BY JERRY TALLMER / “Outside people” are what we non-Chinese are to the Chinese — even when (or especially when) we sleep with them, maybe fall in love with them — and that is what this play is all about.
The four 20-ish young people of “Outside People” are:
Malcolm Ziegler, a confused young American (played by Matthew Dellapina).
Da Wei “David” Wang, a young Chinese wise guy (played by Nelson Lee).
Xiao Mei (pronounced Show May), Chinese and beautiful (played by Li Jun Li).
Samanya, African and beautiful (played by Sonequa Martin-Green).
The Innocent Abroad (well, maybe not so innocent) is Malcolm Ziegler — who, on arrival in Beijing after an extended 14-hour flight by way of Tokyo, sits dazed and exhausted in a rumpled T-shirt in an “expat” hip-hop bar while life (and the reality of exquisitely dressed Xiao Mei) accumulates around him.
Yes, sure, Zayd Dohrn, the son of not just one but, dear Sarah, of two flaming revolutionaries emeritus, has been to China not just once but many, many times.
“I have an apartment there, I work there. I have lots of friends there, and my wife” — Rachel DeWoskin, actress, author of “Foreign Babes in Beijing” — “lived there for seven years [as daughter of a professor of sinology] before we met,” Chicago-based Dohrn says during an “Outside People” rehearsal break here last week.
“The play is fiction, but my own first flight into Beijing was a dislocating experience as confusing as that opening scene in the bar where Malcolm is falling asleep over his food. You lose your bearings. It’s like being blind or something.”

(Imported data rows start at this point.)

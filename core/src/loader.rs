//! Import fetching: where `# import` directives get their ruleset text.

use crate::JcrError;
use std::collections::HashMap;
use std::path::PathBuf;

/// Fetches ruleset text for an `# import` directive.
///
/// Loaders run during ingestion only, never during evaluation.
pub trait RulesetLoader: Send + Sync {
    /// Return the ruleset text behind `uri`.
    ///
    /// # Errors
    ///
    /// Returns [`JcrError::ImportFailed`] when the ruleset cannot be fetched.
    fn load(&self, uri: &str) -> Result<String, JcrError>;
}

fn failed(uri: &str, reason: impl Into<String>) -> JcrError {
    JcrError::ImportFailed {
        uri: uri.to_string(),
        reason: reason.into(),
    }
}

/// Loads `file:` URIs and plain paths from the local filesystem.
///
/// Relative paths resolve against the base directory, if one is set.
/// Network schemes are rejected.
#[derive(Debug, Clone, Default)]
pub struct FileLoader {
    base: Option<PathBuf>,
}

impl FileLoader {
    /// Create a loader resolving relative paths against the working directory.
    #[must_use]
    pub fn new() -> Self {
        Self::default()
    }

    /// Resolve relative paths against `base`.
    #[must_use]
    pub fn with_base(base: impl Into<PathBuf>) -> Self {
        Self {
            base: Some(base.into()),
        }
    }

    fn path_for(&self, uri: &str) -> Result<PathBuf, JcrError> {
        let path = match url::Url::parse(uri) {
            Ok(url) if url.scheme() == "file" => url
                .to_file_path()
                .map_err(|()| failed(uri, "not a local file URI"))?,
            // Single letters are Windows drive prefixes, not schemes.
            Ok(url) if url.scheme().len() > 1 => {
                return Err(failed(
                    uri,
                    format!("scheme '{}' is not supported for imports", url.scheme()),
                ))
            }
            _ => PathBuf::from(uri),
        };
        Ok(match &self.base {
            Some(base) if path.is_relative() => base.join(path),
            _ => path,
        })
    }
}

impl RulesetLoader for FileLoader {
    fn load(&self, uri: &str) -> Result<String, JcrError> {
        let path = self.path_for(uri)?;
        std::fs::read_to_string(&path)
            .map_err(|e| failed(uri, format!("{}: {e}", path.display())))
    }
}

/// In-memory rulesets keyed by URI.
///
/// ```
/// use jcr::prelude::*;
///
/// let loader = MemoryLoader::new().with("urn:types", "$port =: 0..65535");
/// assert!(loader.load("urn:types").is_ok());
/// assert!(loader.load("urn:other").is_err());
/// ```
#[derive(Debug, Clone, Default)]
pub struct MemoryLoader {
    rulesets: HashMap<String, String>,
}

impl MemoryLoader {
    /// Create an empty loader.
    #[must_use]
    pub fn new() -> Self {
        Self::default()
    }

    /// Add a ruleset (builder pattern).
    #[must_use]
    pub fn with(mut self, uri: impl Into<String>, text: impl Into<String>) -> Self {
        self.insert(uri, text);
        self
    }

    /// Add a ruleset.
    pub fn insert(&mut self, uri: impl Into<String>, text: impl Into<String>) {
        self.rulesets.insert(uri.into(), text.into());
    }
}

impl RulesetLoader for MemoryLoader {
    fn load(&self, uri: &str) -> Result<String, JcrError> {
        self.rulesets
            .get(uri)
            .cloned()
            .ok_or_else(|| failed(uri, "no such ruleset"))
    }
}
impl UriTemplate {
    /// Compile `source`.
    ///
    /// # Errors
    ///
    /// Returns a description of the first malformed expression.
    pub fn new(source: &str) -> Result<Self, &'static str> {
        let mut expr = String::from("^");
        let mut rest = source;
        while let Some(brace) = rest.find(['{', '}']) {
            let (literal, tail) = rest.split_at(brace);
            expr.push_str(&regex::escape(literal));
            let tail = tail
                .strip_prefix('{')
                .ok_or("unmatched '}' in URI template")?;
            let close = tail
                .find('}')
                .ok_or("unterminated expression in URI template")?;
            expr.push('(');
            expr.push_str(&expansion(&tail[..close])?);
            expr.push(')');
            rest = &tail[close + 1..];
        }
        expr.push_str(&regex::escape(rest));
        expr.push('$');
        let regex = Regex::new(&expr).map_err(|_| "invalid URI template")?;
        Ok(Self {
            source: source.to_string(),
            regex,
        })
    }

    /// The template as written after `uri..`.
    #[must_use]
    pub fn source(&self) -> &str {
        &self.source
    }

    /// Whether `uri` is some expansion of the template.
    #[must_use]
    pub fn is_match(&self, uri: &str) -> bool {
        self.regex.is_match(uri)
    }
}

/// Regex for the text one `{...}` expression can expand to.
fn expansion(expression: &str) -> Result<String, &'static str> {
    let (operator, variables) = match expression.chars().next() {
        Some(op @ ('+' | '#' | '.' | '/' | ';' | '?' | '&')) => (Some(op), &expression[1..]),
        Some('=' | ',' | '!' | '@' | '|') => return Err("reserved operator in URI template"),
        _ => (None, expression),
    };
    let valid = |var: &str| {
        !var.is_empty()
            && var
                .chars()
                .all(|c| c.is_ascii_alphanumeric() || matches!(c, '_' | '%' | '.' | '*' | ':'))
    };
    if !variables.split(',').all(valid) {
        return Err("malformed variable list in URI template");
    }
    Ok(match operator {
        None => format!("{UNRESERVED}*"),
        Some('+') => format!("{RESERVED}*"),
        Some('#') => format!("(?:#{RESERVED}*)?"),
        Some('?') => format!(r"(?:\?(?:{UNRESERVED}|&)*)?"),
        Some(op) => format!("(?:{}{UNRESERVED}*)*", regex::escape(&op.to_string())),
    })
}
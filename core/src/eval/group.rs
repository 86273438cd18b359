//! Groups in value position: alternatives tried against one datum.

use super::{evaluate_rule, EvalContext, EvaluationResult};
use crate::rule::{Combinator, Item};
use serde_json::Value;

/// Try each item against `data`, honoring the combinators.
///
/// The group's result is the last evaluated item's. Repetitions have no
/// meaning against a single value and are ignored.
pub(super) fn evaluate(items: &[Item], data: &Value, ctx: &mut EvalContext<'_>) -> EvaluationResult {
    let mut result: Option<EvaluationResult> = None;
    for item in items {
        if let Some(previous) = &result {
            match item.combinator {
                Some(Combinator::Choice) if previous.success => continue,
                Some(Combinator::Sequence) if !previous.success => break,
                _ => {}
            }
        }
        result = Some(evaluate_rule(&item.rule, data, ctx, None));
    }
    result.unwrap_or_else(EvaluationResult::pass)
}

The give and take in “Outside People” is half in English, half in what’s called pinyin Chinese — “or my very bad version of it, which my wife turned into a better version, and my fluent actors have now turned into a still better version.” American audiences should have no great difficulty grasping the meanings in any event.
Halfway through “Outside People” we suddenly learn that this particular Outside Person, Malcolm Ziegler, is Jewish. May one ask why, one asks.
“A couple of reasons,” says the playwright. “One is, I’m Jewish. Okay, half Jewish, because my dad’s a WASP. Here in America, being Jewish is one thing. There in China, it’s another. ‘Oh. Jewish! That’s great! We love Jews!’ ”
“In fact we Jews have a lot in common with the Chinese. Overbearing mothers. Intense family meals. High value on education.”
Is your mother overbearing, Mr. Dohrn?
With a smile, “She’s as overbearing as any other Jewish mother.”
Zayd Dohrn’s once much-headlined mother is Bernadine Dohrn, one of the key figures of the hit-and-run 1960s ultra-radical Weatherman Underground that took its name from a Bob Dylan song.
Well, Bernadine Dohrn’s days as an active Weatherman came to an abrupt halt with the March 6, 1970, explosion of an 11th Street Greenwich Village town house in which three would-be basement bomb-makers were killed.
Ms. Dohrn, then 28, was not on that scene, but the better part of wisdom transformed her and her guy, William Charles Ayers, then 25, into instant fugitives who would live in plain view anonymity for the next fifteen years — much of it at 520 West 123rd Street, not a block and a half from where this journalist-in-the-making had a generation earlier spent seven idyllic years at the Lincoln School of Teachers College.
When Zayd was seven, his mother turned herself in and spent a year in jail “while my dad took care of us three little boys” — Zayd, Malik, and Chesa Boudin (whose mother, Kathy Boudin, had been in that 11th Street town house, and survived it, and was thereafter a much-headlined fugitive in her own right).
Meanwhile to all of this, China had been going through convulsions and transformations of its own, some of which were planted in one’s youthful memory by crucial books like André Malraux’s “Man’s Fate” and Edgar Snow’s “Red Star Over China” — sexually and economically and every other which way.
And Bill Ayers? He had been living a quiet academic life at the University of Chicago for a good many recent years when suddenly, out of nowhere — well, out of Alaska — the word “terrorist” was draped around his neck in scarlet letters by a hysterical female by the name of Sarah Palin.
“It shows you how crazy they all are — a dark force in the world right now,” says the 34-year-old Gary Cooperish son of Bill Ayers and Bernadine Dohrn, father in his own right of Dalin Dohrn, age seven, and Light Dohrn, age four.
And yes, they too have a Jewish mother — that Rachel DeWoskin who lived in China for seven years before Zayd Dohrn met and married her.
None of this “Bill Ayers, terrorist” stuff could have been easy on you, the journalist says to the playwright and professor of playwriting at Northwestern.
“We all have our own legacy,” murmurs Bill and Bernadine’s son.